Критики не замечают да и не должны замечать того, что необыкновенный эффект, которого достигают гении в шедеврах, основан на простых и ясных структурах. Было бы странно услышать фразу: "Тазовый сустав и изящно выгнутые ребра Синди Кроуфорд обеспечивают пластический эффект, усиленный мышечной тканью, почти лишенной жировой прослойки". Но художники, рисуя модели, держат в голове и череп, и кости, и мышцы – это им вдалбливают за десять лет академических штудий. И нам бы неплохо знать, как выглядит скелет драмы, какие мышцы придают ей силу.

Может быть, лучший пример воздействия драматической перипетии мы видим в одном из самых поэтичных и драматических созданий человеческого гения – Евангелии.

В кульминации жизни Христа Тайная Вечеря становится точкой отсчета трагической перипетии.

1. Христос счастлив в кругу друзей.

2. Но Он знает, что Он будет предан.

3. Его арестовывают и судят.

4. Он несправедливо осужден на смерть.

5. Его подвергают мучительной казни. В момент, кажется, полного поражения и горя возникает стремительная перипетия к счастью и полной победе.

1. Тело исчезает.

2. Дух возносится.

3. Начинается вечная жизнь идей Христа. Перипетия получает максимальное развитие. Драматическая перипетия дает форму для:

1. концентрированного выражения идеи;

2. выразительного их исполнения;

3. максимального подключения аудитории.

В драматической перипетии философская глубина естественно соединяется с полнотой эмоциональной жизни на всех уровнях.

В произведении искусства, помимо всего богатства характеров и мыслей, нас привлекает некий внутренний порядок, архитектура этого мира, созданного художником. Мы способны безотчетно восхищаться совершенством симфоний или скульптур не только из-за красоты мелодии или форм, но и потому, что нам свойственно оценивать гармонию структур. То, как в немногом выражено многое. То, как соразмерны все части целого.

Вся наша жизнь в творчестве – это, красиво говоря, вызов хаосу смерти. Смерть разлагает, разрушает, а творчество в любом виде деятельности что-то строит. Искусство – метафора этих усилий.

– В постройках гениев простота конструкции проявляется как итог интуитивной работы великого интеллекта. Когда мы вникаем в них, оказывается, что в этой простоте спрессовано бесконечно много. Молодые таланты часто привносят только крик отчаяния: мир ужасен, юному существу в нем нет места. Боль кровоточит. Да, это то, из чего делают искусство. Конечно, отчаяние само содержит сгусток энергии. Но самовыражение без ответа потрясенного зрителя – легенда для личного пользования. Искусство – это обмен эмоциями, и форма драмы – упаковка для всемирной сети этого обмена.

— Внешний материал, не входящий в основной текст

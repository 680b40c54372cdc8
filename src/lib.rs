//! Rust SSCHA - free-energy minimization in the stochastic self-consistent
//! harmonic approximation.
//!
//! The crate optimizes a trial harmonic model (a dynamical matrix plus the
//! atomic positions) against free-energy gradients estimated on a stochastic
//! ensemble. The ensemble and the crystal symmetries are collaborators seen
//! through the [`Ensemble`] and [`Symmetry`] traits.

pub mod error;
pub mod units;
pub mod phonons;
pub mod symmetry;
pub mod ensemble;
pub mod minimizer;
pub mod io;

// Re-export commonly used types at crate root
pub use error::{Result, SschaError};
pub use phonons::{DynamicalMatrix, Structure};
pub use symmetry::{AsrMode, SumRuleSymmetry, Symmetry};
pub use ensemble::{Ensemble, QuadraticEnsemble, QuadraticSurface};
pub use minimizer::{
    MinimizationHistory, MinimizationReport, MinimizationStatus, MinimizerConfig, RunHooks, SschaMinimizer,
};
pub use io::RunInput;
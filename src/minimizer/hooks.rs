//! Caller-supplied hooks around each minimization step.
//!
//! A [`GradientModifier`] may rewrite the gradients in place before the step
//! (e.g. to keep some atoms fixed). A [`StepObserver`] only looks.

use nalgebra::{DMatrix, Vector3};
use num_complex::Complex64;
use super::history::MinimizationHistory;
use super::state::MinimizerState;

/// Mutates the dynamical-matrix and structure gradients in place.
///
/// Array shapes must be left untouched; the assembler checks them afterwards.
pub trait GradientModifier {
    fn modify(&mut self, dyn_grad: &mut [DMatrix<Complex64>], struct_grad: &mut [Vector3<f64>]);
}

impl<F> GradientModifier for F
where
    F: FnMut(&mut [DMatrix<Complex64>], &mut [Vector3<f64>]),
{
    fn modify(&mut self, dyn_grad: &mut [DMatrix<Complex64>], struct_grad: &mut [Vector3<f64>]) {
        self(dyn_grad, struct_grad)
    }
}

/// Read-only view handed to observers.
#[derive(Debug, Clone, Copy)]
pub struct StepInfo<'a> {
    /// Steps completed so far
    pub iteration: usize,
    pub state: &'a MinimizerState,
    pub history: &'a MinimizationHistory,
}

/// Called before or after every step. Cannot influence the run.
pub trait StepObserver {
    fn observe(&mut self, info: &StepInfo<'_>);
}

impl<F> StepObserver for F
where
    F: FnMut(&StepInfo<'_>),
{
    fn observe(&mut self, info: &StepInfo<'_>) {
        self(info)
    }
}

/// Optional hooks for [`super::SschaMinimizer::run`].
#[derive(Default)]
pub struct RunHooks<'a> {
    pub pre: Option<&'a mut dyn StepObserver>,
    pub post: Option<&'a mut dyn StepObserver>,
    pub gradient: Option<&'a mut dyn GradientModifier>,
}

Проницательные умы давно обращали внимание на то, что в драматической конструкции заложен особый смысл. Шопенгауэр отметил:

"Драма является самым совершенным отражением человеческого бытия".

Мы можем задумать и спланировать фильм, который, по нашему замыслу, должен заставить зрителя страдать и радоваться. Но мы передаем свой труд из рук в руки, и каждый последующий развивает достижения предыдущего. Можно ли в этих условиях полагаться только на силу чувств и магию интуиции? Нет. Это должен быть замысел глубоко продуманный и четко различимый. Перипетия в этом конструктивном построении может хорошо помочь нам.

Неплохой подарок сделали нам древние греки. Было бы глупо не воспользоваться им. А те, кто еще сомневаются, прочтите слова одного из наиболее проницательных философов драмы Фридриха Ницше: ''В драме построение сцен и конкретных образов передают мудрость более глубокую, чем та, которую поэт сумел вложить в слова и понятия".